El encuentro entre Hamburgo y el cólera en el siglo XIX es aleccionador. El emplazamiento de dicha ciudad en el bajo Elba le dio acceso privilegiado al mar del Norte. En el Medioevo, eso implicó ser la tercera ciudad más grande de la Liga Hanseática —una unión comercial de ciudades-Estado que persistió del siglo XIII al XVII—. En el siglo XIX, Hamburgo se unió a la Confederación Germánica, fundada en 1815. Aun así mantuvo su estatus como ciudad-Estado autónoma, incluso cuando Prusia se hizo del control de la confederación a mediados del siglo.
La base de su riqueza portuaria fue —y sigue siendo— mercantil. El poder era de los comerciantes; y la prioridad del Gobierno, asegurar la libertad comercial. Desde sus élites se decantó el mercantilismo libertario como ideología dominante.
En 1842, un incendio arrasó la ciudad medieval. Presentó la oportunidad para que William Lindley innovara en el manejo del agua y de los desagües de la ciudad copiando el modelo de su natal Londres.
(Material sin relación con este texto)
//! In-memory transport and signal endpoint for tests
//!
//! [`MemoryTransport`] plays scripted relays: each address can accept, refuse
//! or stall the handshake, and accept, reject or ignore reservations.
//! [`MemorySignalConnector`] stands in for the coordination endpoint.

use crate::error::RelayError;
use crate::relay::protocol::{RelayFrame, SignalMessage};
use crate::relay::types::RelayId;
use crate::signal::{SignalConnector, SignalSink, SignalStream};
use crate::transport::{InboundSender, LinkId, RelayLink, RelayTransport, TransportError};
use async_trait::async_trait;
use futures::channel::mpsc as fmpsc;
use parking_lot::Mutex;
use std::collections::HashMap;
use std::sync::atomic::{AtomicBool, Ordering};
use std::sync::Arc;

#[derive(Debug, Clone, Default, PartialEq, Eq)]
pub enum HandshakeBehavior {
    #[default]
    Accept,
    Refuse(String),
    /// Never answer; the caller's timeout decides
    Hang,
}

#[derive(Debug, Clone, Default, PartialEq, Eq)]
pub enum ReservationBehavior {
    #[default]
    Accept,
    Reject(String),
    /// Never answer
    Ignore,
}

/// How a scripted relay behaves
#[derive(Debug, Clone, Default)]
pub struct RelayBehavior {
    pub handshake: HandshakeBehavior,
    pub reservation: ReservationBehavior,
}

#[derive(Default)]
struct TransportState {
    behaviors: HashMap<String, RelayBehavior>,
    connects: HashMap<String, usize>,
    links: HashMap<RelayId, Arc<MemoryLink>>,
}

/// Scripted in-process relays
#[derive(Clone, Default)]
pub struct MemoryTransport {
    state: Arc<Mutex<TransportState>>,
}

impl MemoryTransport {
    pub fn new() -> Self {
        Self::default()
    }

    pub fn set_behavior(&self, address: &str, behavior: RelayBehavior) {
        self.state.lock().behaviors.insert(address.to_string(), behavior);
    }

    /// Handshakes attempted against `address`
    pub fn connect_count(&self, address: &str) -> usize {
        self.state.lock().connects.get(address).copied().unwrap_or(0)
    }

    /// The most recent link opened to `relay_id`
    pub fn link(&self, relay_id: &RelayId) -> Option<Arc<MemoryLink>> {
        self.state.lock().links.get(relay_id).cloned()
    }
}

#[async_trait]
impl RelayTransport for MemoryTransport {
    async fn connect(
        &self,
        address: String,
        _local_peer_id: String,
        inbound: InboundSender,
    ) -> Result<Arc<dyn RelayLink>, TransportError> {
        let behavior = {
            let mut state = self.state.lock();
            *state.connects.entry(address.clone()).or_insert(0) += 1;
            state.behaviors.get(&address).cloned().unwrap_or_default()
        };

        match behavior.handshake {
            HandshakeBehavior::Accept => {}
            HandshakeBehavior::Refuse(reason) => {
                return Err(TransportError::HandshakeFailed(reason));
            }
            HandshakeBehavior::Hang => {
                futures::future::pending::<()>().await;
            }
        }

        let relay_id = inbound.relay_id().clone();
        let link = Arc::new(MemoryLink {
            reservation: behavior.reservation,
            inbound,
            sent: Mutex::new(Vec::new()),
            closed: AtomicBool::new(false),
        });
        self.state.lock().links.insert(relay_id, Arc::clone(&link));
        Ok(link)
    }
}

/// One scripted relay link
pub struct MemoryLink {
    reservation: ReservationBehavior,
    inbound: InboundSender,
    sent: Mutex<Vec<RelayFrame>>,
    closed: AtomicBool,
}

impl MemoryLink {
    /// Frames the client sent on this link
    pub fn sent_frames(&self) -> Vec<RelayFrame> {
        self.sent.lock().clone()
    }

    pub fn is_closed(&self) -> bool {
        self.closed.load(Ordering::SeqCst)
    }

    pub fn link_id(&self) -> LinkId {
        self.inbound.link_id()
    }

    /// Deliver a frame as if the relay sent it
    pub fn inject(&self, frame: RelayFrame) {
        self.inbound.frame(frame);
    }

    /// Drop the link from the relay side
    pub fn sever(&self) {
        if !self.closed.swap(true, Ordering::SeqCst) {
            self.inbound.closed();
        }
    }
}

#[async_trait]
impl RelayLink for MemoryLink {
    async fn send(&self, frame: RelayFrame) -> Result<(), TransportError> {
        if self.is_closed() {
            return Err(TransportError::LinkClosed);
        }
        self.sent.lock().push(frame.clone());

        match frame {
            RelayFrame::Reserve { route_id, .. } => match &self.reservation {
                ReservationBehavior::Accept => self.inject(RelayFrame::ReserveAck { route_id }),
                ReservationBehavior::Reject(reason) => self.inject(RelayFrame::ReserveReject {
                    route_id,
                    reason: reason.clone(),
                }),
                ReservationBehavior::Ignore => {}
            },
            RelayFrame::Ping { nonce } => self.inject(RelayFrame::Pong { nonce }),
            _ => {}
        }
        Ok(())
    }

    async fn close(&self) {
        self.closed.store(true, Ordering::SeqCst);
    }
}

struct Session {
    to_client: fmpsc::UnboundedSender<Result<String, RelayError>>,
}

#[derive(Default)]
struct SignalEndpointState {
    refusing: bool,
    connects: usize,
    sessions: Vec<Session>,
    sent: Vec<String>,
}

/// In-process coordination endpoint
#[derive(Clone, Default)]
pub struct MemorySignalConnector {
    state: Arc<Mutex<SignalEndpointState>>,
}

impl MemorySignalConnector {
    pub fn new() -> Self {
        Self::default()
    }

    /// Refuse (true) or accept (false) new connections
    pub fn set_refusing(&self, refusing: bool) {
        self.state.lock().refusing = refusing;
    }

    /// Connection attempts so far, successful or not
    pub fn connect_count(&self) -> usize {
        self.state.lock().connects
    }

    /// Send a text frame to the client on the newest connection
    pub fn push_to_client(&self, text: &str) {
        if let Some(session) = self.state.lock().sessions.last() {
            let _ = session.to_client.unbounded_send(Ok(text.to_string()));
        }
    }

    /// Close every open connection from the endpoint side
    pub fn drop_connections(&self) {
        for session in self.state.lock().sessions.drain(..) {
            session.to_client.close_channel();
        }
    }

    /// Every message clients sent, across all connections
    pub fn sent_messages(&self) -> Vec<SignalMessage> {
        self.state
            .lock()
            .sent
            .iter()
            .filter_map(|text| SignalMessage::from_text(text).ok())
            .collect()
    }
}

#[async_trait]
impl SignalConnector for MemorySignalConnector {
    async fn connect(&self) -> Result<(SignalSink, SignalStream), RelayError> {
        let (tx, rx) = fmpsc::unbounded();
        {
            let mut state = self.state.lock();
            state.connects += 1;
            if state.refusing {
                return Err(RelayError::SignalChannelUnavailable(
                    "connection refused".to_string(),
                ));
            }
            state.sessions.push(Session { to_client: tx });
        }

        let log = Arc::clone(&self.state);
        let sink = futures::sink::unfold((), move |(), text: String| {
            let log = Arc::clone(&log);
            async move {
                log.lock().sent.push(text);
                Ok::<(), RelayError>(())
            }
        });
        let sink: SignalSink = Box::pin(sink);
        let stream: SignalStream = Box::pin(rx);
        Ok((sink, stream))
    }

    fn endpoint(&self) -> String {
        "memory://signal".to_string()
    }
}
La riqueza de la ciudad renovada se tradujo en cloacas que hasta podía navegar el káiser sin pincharse la nariz.
Pero nada dura para siempre, y en su éxito la ciudad sembró la futura catástrofe. Desde la lejana Bengala, territorio que hoy se reparte entre Bangladés y la India, avanzaba el Vibrio cholerae con los comerciantes que transitaban rutas marítimas de té y especias. En cinco pandemias se regó la enfermedad en el siglo XIX por todo el mundo. Los marineros enfermos desembarcaban en las ciudades portuarias y dejaban a su paso muerte, no solo hijos. El mal irradiaba desde los embarcaderos, típicamente áreas de pobreza y mugre. Los médicos se debatían por explicarlo. Unos pensaban que era asunto de miasmas, la antigua teoría que atribuía la enfermedad a aires tóxicos y al olor de la podredumbre. Otros aplicaban la entonces novedosa teoría de los gérmenes, que cobró visibilidad con Pasteur y eventualmente demostró ser correcta.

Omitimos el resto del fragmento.